- [Exercise brief]
Within the listing below, determine how many lines hold the word "requires". Give the number with no commentary.
- Opening Delimiter -
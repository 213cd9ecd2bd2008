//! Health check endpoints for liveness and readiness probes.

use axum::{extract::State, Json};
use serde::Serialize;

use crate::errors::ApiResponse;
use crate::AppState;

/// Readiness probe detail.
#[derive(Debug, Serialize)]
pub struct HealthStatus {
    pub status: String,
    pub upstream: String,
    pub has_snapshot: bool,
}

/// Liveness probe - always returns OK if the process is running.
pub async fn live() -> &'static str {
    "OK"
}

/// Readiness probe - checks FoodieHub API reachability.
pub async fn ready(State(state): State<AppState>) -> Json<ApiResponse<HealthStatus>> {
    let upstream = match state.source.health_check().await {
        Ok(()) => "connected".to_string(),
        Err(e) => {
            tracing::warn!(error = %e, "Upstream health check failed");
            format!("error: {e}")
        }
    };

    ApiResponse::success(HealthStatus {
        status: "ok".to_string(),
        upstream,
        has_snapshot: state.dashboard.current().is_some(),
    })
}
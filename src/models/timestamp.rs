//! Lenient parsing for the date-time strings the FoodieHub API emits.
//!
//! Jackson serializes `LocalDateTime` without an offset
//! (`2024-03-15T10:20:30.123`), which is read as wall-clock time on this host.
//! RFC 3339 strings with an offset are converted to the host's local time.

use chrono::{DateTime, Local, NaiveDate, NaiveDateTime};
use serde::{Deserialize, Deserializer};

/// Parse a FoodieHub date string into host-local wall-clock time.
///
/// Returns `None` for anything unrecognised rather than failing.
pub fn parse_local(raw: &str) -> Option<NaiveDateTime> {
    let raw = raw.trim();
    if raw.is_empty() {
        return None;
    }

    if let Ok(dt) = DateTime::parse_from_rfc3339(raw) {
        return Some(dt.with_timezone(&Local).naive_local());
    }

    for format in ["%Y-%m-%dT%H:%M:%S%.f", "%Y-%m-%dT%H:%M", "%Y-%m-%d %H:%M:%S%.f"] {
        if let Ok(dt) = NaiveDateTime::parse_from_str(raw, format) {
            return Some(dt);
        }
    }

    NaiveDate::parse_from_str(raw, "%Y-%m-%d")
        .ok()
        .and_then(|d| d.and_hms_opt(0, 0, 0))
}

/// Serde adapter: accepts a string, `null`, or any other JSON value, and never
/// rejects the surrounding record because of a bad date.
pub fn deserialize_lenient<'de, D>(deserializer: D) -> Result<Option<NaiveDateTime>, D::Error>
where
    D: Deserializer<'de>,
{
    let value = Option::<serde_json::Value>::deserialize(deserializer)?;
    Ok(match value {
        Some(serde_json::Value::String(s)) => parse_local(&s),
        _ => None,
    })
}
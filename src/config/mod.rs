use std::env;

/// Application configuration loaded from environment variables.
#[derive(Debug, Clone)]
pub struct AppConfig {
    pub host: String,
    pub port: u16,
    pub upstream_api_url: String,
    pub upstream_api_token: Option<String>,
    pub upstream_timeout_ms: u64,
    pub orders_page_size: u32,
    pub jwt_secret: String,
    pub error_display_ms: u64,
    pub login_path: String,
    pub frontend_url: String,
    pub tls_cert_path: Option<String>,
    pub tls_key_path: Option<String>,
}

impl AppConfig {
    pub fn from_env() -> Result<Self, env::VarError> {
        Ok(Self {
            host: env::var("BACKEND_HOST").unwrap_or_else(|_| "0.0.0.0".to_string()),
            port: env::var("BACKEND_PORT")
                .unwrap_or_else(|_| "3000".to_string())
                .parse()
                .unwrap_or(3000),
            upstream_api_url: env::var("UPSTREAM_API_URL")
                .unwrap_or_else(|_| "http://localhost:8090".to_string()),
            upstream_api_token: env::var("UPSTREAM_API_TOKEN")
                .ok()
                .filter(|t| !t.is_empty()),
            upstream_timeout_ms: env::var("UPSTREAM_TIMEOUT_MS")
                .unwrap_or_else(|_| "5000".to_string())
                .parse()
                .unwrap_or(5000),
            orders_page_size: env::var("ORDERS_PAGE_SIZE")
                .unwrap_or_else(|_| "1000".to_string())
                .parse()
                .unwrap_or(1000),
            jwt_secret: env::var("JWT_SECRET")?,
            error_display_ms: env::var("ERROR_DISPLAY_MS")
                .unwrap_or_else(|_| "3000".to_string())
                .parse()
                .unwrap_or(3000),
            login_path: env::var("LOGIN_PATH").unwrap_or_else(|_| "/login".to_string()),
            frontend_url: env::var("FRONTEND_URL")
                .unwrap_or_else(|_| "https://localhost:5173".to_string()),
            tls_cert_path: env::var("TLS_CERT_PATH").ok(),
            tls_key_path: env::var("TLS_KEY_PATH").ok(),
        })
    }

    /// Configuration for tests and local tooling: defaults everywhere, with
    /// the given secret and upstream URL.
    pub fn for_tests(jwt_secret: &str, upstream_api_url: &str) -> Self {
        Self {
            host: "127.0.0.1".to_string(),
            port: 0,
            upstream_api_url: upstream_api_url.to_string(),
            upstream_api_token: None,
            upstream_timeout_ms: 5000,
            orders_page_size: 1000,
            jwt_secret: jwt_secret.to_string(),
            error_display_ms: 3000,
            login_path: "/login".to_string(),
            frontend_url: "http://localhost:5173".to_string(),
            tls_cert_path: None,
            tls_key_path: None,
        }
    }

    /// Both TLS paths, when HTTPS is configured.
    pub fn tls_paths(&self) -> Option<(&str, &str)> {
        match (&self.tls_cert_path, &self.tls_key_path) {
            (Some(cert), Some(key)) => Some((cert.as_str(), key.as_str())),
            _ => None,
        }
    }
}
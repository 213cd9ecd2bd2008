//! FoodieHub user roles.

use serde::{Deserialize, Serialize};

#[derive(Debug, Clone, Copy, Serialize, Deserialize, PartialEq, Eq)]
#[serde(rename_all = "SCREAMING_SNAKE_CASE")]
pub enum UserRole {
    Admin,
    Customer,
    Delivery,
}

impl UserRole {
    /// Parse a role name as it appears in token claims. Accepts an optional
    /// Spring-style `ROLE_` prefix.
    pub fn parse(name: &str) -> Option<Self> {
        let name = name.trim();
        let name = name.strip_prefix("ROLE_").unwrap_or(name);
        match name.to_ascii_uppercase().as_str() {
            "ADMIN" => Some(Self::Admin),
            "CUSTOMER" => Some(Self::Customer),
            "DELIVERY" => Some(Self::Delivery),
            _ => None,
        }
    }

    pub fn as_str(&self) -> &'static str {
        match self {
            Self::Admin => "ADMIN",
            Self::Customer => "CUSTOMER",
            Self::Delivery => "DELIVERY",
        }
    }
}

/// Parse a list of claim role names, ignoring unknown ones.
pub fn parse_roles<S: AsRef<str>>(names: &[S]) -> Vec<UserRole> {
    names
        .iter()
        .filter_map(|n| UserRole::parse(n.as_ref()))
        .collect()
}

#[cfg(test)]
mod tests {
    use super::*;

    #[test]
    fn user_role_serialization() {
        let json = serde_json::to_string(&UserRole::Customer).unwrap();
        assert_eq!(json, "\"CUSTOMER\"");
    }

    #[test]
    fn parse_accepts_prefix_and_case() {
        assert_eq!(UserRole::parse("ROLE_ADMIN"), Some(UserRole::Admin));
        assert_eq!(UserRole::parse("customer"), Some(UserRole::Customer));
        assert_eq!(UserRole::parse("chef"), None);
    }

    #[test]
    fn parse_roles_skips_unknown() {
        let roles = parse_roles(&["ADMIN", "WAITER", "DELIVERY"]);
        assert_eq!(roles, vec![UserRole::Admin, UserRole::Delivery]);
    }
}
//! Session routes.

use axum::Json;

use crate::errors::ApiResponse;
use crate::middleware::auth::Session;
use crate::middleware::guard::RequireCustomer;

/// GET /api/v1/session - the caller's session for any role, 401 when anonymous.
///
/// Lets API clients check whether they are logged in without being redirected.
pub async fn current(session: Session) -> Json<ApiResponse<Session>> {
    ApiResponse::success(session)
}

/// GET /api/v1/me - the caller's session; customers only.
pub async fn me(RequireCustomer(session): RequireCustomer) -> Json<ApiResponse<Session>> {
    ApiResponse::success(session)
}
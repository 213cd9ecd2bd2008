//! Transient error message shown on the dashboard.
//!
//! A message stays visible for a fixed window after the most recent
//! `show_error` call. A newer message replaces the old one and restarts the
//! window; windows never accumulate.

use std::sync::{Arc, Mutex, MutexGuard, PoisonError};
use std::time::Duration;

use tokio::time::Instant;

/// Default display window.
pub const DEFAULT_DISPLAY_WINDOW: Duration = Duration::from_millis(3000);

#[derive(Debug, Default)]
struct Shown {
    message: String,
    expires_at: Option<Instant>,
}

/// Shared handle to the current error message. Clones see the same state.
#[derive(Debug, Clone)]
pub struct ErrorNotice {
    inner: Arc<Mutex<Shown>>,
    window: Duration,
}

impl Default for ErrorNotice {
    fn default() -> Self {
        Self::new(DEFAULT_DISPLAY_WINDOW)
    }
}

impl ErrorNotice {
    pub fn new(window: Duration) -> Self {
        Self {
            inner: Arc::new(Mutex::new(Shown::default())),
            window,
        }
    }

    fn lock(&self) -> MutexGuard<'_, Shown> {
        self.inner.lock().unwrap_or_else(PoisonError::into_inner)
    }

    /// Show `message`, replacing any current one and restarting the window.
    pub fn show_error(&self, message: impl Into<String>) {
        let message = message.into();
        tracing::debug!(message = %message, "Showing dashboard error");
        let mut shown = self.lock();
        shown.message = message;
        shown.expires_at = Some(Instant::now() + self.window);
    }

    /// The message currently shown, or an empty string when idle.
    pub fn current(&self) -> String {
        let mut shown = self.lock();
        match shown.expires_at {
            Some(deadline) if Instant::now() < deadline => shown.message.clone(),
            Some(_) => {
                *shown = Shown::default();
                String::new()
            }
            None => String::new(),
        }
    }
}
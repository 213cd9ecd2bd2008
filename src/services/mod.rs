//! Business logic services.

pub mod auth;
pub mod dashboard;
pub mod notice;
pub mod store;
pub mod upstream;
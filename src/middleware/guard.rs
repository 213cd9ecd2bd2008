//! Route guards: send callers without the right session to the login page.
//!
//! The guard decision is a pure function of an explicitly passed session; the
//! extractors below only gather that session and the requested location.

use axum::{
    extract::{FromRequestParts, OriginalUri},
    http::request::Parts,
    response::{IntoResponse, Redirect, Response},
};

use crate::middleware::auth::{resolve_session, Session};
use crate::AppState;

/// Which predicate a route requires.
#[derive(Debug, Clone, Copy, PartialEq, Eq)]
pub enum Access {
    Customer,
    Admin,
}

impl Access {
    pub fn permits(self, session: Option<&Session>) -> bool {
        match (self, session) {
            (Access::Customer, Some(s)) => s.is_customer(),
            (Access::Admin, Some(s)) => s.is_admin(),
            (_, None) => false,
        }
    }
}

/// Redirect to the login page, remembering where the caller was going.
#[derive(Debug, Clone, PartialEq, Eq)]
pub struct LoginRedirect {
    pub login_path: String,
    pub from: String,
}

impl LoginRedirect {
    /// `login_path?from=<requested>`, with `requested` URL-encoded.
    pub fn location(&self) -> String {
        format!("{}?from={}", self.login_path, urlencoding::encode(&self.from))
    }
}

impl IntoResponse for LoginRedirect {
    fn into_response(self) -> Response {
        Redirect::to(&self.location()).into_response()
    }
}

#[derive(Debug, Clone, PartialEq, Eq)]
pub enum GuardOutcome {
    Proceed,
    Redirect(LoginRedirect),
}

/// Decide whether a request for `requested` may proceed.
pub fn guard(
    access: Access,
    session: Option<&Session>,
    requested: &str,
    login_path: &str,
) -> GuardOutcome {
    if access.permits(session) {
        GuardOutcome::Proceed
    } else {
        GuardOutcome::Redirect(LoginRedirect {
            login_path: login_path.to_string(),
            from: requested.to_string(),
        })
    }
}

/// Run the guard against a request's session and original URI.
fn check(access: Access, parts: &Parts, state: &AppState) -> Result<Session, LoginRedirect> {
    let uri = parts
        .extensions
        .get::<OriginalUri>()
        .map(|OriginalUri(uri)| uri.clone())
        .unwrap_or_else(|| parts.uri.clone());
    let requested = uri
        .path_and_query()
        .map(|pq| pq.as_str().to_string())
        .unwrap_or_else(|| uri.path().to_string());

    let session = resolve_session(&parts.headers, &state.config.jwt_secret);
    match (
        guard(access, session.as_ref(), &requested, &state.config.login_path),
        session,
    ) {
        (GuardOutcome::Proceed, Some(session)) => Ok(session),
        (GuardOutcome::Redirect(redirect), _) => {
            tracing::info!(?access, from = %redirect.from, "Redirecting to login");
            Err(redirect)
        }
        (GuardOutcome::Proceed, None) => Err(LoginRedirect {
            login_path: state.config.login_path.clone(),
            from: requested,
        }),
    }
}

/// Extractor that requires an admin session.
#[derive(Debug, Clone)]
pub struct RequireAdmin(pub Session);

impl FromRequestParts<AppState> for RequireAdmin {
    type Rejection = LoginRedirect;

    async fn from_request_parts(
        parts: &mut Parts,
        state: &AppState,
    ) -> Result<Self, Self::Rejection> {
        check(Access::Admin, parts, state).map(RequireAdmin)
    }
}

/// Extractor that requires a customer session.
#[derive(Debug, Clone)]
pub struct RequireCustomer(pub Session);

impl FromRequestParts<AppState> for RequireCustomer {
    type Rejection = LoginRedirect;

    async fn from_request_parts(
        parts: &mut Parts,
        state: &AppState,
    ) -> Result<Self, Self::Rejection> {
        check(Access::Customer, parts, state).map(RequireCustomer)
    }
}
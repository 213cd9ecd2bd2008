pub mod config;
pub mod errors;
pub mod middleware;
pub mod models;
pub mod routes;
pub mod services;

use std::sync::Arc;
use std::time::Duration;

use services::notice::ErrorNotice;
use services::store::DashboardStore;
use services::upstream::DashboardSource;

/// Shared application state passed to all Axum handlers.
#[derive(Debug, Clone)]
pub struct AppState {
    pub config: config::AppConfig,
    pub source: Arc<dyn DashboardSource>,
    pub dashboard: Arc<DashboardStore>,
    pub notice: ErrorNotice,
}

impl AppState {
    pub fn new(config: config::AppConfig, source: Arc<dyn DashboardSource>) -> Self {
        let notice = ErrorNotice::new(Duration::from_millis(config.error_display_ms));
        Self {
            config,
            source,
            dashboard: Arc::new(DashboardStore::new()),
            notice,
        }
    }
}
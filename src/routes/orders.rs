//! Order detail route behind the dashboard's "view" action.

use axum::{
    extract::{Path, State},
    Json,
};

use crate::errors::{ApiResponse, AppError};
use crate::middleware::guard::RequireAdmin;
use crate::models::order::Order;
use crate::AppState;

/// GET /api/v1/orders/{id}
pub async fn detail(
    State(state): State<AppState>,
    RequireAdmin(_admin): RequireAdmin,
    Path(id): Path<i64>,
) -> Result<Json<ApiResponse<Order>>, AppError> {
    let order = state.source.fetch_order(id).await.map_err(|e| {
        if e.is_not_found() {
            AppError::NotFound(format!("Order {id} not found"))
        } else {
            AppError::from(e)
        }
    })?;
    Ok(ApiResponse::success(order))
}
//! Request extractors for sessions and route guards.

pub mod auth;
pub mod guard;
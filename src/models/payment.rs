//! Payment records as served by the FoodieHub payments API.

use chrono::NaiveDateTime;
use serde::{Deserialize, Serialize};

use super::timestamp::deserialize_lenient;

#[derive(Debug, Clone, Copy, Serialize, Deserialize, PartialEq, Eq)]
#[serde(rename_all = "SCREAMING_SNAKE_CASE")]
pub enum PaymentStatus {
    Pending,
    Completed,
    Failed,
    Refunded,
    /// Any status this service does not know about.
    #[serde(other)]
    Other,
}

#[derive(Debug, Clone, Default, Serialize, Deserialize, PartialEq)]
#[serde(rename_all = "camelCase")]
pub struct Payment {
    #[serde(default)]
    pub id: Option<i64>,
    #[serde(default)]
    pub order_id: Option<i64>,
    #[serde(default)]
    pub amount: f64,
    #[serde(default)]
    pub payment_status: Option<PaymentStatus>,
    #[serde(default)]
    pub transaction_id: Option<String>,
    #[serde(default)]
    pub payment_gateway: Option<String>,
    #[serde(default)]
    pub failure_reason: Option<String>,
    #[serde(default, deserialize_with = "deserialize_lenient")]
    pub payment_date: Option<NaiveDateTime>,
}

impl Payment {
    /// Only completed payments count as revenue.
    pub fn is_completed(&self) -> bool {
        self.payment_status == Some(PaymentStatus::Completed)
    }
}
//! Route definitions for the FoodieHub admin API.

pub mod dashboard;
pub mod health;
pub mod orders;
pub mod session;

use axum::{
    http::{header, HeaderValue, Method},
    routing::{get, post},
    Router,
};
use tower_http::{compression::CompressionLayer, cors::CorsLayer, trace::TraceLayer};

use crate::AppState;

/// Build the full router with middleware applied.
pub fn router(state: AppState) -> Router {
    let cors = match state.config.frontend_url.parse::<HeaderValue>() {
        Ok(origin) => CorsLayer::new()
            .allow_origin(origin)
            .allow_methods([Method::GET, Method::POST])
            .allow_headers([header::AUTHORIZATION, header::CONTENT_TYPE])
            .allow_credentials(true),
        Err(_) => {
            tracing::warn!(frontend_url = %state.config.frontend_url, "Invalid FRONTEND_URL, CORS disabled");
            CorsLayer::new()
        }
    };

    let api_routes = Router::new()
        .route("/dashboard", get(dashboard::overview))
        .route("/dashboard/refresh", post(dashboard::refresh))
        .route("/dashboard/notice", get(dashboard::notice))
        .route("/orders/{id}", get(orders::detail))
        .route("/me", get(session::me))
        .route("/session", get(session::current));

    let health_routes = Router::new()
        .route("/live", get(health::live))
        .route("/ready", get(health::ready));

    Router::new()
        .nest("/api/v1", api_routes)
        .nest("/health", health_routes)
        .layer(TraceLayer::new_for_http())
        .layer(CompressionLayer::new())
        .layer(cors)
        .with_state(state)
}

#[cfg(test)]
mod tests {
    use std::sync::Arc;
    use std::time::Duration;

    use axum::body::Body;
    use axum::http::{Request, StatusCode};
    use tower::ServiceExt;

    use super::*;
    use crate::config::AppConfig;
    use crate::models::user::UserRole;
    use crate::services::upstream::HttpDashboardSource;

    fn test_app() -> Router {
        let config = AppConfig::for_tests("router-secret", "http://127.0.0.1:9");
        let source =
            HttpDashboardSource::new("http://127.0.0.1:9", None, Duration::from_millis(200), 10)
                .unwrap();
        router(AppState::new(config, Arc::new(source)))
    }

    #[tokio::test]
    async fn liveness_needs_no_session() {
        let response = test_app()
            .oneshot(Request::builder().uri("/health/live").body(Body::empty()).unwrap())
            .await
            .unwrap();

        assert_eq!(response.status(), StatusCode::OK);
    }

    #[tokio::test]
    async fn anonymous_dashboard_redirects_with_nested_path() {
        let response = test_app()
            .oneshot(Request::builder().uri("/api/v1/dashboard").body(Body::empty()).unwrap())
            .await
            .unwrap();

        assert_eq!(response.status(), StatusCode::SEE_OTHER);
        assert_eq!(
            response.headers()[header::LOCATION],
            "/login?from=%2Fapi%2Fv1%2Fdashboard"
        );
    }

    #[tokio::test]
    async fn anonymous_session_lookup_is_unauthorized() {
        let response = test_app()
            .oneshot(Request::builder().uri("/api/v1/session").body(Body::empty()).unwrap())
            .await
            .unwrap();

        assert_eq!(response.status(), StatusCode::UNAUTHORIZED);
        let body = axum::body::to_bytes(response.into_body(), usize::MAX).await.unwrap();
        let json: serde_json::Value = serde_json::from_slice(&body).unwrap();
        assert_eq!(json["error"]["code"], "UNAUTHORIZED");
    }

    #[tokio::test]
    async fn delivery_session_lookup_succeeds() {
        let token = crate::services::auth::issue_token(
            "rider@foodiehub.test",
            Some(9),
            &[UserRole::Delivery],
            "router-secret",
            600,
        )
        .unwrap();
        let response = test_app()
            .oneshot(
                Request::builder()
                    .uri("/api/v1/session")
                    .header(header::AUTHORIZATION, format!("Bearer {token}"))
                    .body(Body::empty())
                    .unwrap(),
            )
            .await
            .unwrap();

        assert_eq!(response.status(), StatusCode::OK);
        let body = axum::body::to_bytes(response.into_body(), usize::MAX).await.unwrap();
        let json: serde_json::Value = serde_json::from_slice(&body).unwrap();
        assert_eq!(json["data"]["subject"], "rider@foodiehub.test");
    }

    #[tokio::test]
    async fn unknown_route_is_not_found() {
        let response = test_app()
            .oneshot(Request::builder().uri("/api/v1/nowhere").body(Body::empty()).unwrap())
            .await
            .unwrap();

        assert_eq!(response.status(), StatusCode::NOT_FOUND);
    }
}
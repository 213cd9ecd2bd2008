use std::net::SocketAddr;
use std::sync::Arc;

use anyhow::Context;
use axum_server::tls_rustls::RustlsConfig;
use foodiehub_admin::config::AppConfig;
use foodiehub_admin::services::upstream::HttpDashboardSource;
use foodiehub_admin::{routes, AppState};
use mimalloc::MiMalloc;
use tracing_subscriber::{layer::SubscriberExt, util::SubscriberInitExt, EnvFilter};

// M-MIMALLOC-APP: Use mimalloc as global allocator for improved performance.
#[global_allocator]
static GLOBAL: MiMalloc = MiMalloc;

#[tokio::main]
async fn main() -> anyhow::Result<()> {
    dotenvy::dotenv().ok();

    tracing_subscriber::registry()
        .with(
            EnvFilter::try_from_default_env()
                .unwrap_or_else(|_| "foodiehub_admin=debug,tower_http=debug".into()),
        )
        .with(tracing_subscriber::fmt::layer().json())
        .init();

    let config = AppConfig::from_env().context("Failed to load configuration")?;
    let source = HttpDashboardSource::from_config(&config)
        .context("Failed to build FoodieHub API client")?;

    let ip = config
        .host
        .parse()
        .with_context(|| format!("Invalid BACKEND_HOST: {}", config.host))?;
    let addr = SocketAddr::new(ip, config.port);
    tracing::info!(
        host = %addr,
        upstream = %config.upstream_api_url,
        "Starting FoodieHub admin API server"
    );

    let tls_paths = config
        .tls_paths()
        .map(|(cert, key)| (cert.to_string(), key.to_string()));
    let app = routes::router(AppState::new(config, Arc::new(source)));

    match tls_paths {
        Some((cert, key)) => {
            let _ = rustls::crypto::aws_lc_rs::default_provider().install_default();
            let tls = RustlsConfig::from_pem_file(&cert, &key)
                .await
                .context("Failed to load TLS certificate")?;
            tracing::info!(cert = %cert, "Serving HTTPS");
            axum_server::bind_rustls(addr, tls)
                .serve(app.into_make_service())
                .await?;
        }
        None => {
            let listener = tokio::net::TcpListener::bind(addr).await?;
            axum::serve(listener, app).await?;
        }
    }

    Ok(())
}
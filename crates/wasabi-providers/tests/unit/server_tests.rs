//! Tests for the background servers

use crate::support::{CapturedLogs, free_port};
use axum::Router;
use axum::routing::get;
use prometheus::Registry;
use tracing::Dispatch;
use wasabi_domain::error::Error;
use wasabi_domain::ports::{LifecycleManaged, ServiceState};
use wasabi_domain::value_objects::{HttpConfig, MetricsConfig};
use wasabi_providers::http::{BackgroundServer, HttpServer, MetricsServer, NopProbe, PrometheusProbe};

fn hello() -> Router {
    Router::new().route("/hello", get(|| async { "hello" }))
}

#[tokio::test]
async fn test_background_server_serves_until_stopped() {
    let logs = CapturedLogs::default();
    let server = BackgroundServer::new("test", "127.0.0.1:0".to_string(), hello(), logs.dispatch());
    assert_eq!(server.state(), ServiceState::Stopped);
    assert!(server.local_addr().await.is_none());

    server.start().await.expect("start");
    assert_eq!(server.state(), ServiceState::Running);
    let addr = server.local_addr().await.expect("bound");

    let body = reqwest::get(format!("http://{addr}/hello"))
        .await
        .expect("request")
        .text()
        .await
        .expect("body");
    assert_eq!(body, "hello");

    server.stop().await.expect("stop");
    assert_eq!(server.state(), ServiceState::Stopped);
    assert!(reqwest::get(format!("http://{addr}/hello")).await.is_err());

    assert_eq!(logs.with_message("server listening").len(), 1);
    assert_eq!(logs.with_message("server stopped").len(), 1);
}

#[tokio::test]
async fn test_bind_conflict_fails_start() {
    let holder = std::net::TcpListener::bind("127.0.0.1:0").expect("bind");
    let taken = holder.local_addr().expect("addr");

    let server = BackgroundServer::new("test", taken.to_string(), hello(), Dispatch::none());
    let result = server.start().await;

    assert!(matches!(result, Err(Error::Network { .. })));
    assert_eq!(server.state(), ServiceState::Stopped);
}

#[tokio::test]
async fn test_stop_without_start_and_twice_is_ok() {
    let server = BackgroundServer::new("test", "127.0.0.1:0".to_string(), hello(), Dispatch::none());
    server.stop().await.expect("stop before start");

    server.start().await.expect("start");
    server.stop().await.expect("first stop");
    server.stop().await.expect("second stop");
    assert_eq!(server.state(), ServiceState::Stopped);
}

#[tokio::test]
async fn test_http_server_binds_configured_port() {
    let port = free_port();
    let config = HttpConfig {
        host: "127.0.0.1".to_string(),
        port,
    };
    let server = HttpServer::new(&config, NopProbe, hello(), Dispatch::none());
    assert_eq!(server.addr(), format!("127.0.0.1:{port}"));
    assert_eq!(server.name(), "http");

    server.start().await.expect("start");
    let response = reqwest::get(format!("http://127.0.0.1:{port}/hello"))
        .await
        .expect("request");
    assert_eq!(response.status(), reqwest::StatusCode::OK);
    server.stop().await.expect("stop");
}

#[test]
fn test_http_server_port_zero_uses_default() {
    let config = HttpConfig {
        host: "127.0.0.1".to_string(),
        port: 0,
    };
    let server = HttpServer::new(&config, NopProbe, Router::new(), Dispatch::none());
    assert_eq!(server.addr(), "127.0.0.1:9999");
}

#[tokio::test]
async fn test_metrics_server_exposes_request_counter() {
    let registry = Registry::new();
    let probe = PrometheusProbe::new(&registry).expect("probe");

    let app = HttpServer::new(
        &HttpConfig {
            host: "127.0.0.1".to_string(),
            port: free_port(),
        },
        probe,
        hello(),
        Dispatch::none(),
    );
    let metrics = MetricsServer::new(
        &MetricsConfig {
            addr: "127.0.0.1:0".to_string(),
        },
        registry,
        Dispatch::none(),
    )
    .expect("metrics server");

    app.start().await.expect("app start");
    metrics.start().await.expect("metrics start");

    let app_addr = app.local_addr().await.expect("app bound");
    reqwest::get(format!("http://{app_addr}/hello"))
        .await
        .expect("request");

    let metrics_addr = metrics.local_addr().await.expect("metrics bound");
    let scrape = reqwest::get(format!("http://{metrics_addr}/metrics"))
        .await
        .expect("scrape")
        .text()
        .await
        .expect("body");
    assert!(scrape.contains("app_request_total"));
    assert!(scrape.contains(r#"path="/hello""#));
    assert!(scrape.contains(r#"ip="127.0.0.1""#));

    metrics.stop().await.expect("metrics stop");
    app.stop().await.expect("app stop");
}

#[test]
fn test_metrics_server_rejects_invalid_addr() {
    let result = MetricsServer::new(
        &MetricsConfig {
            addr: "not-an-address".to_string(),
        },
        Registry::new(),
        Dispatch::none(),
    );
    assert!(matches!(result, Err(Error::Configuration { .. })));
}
- Closing Delimiter -
- [Task response]
3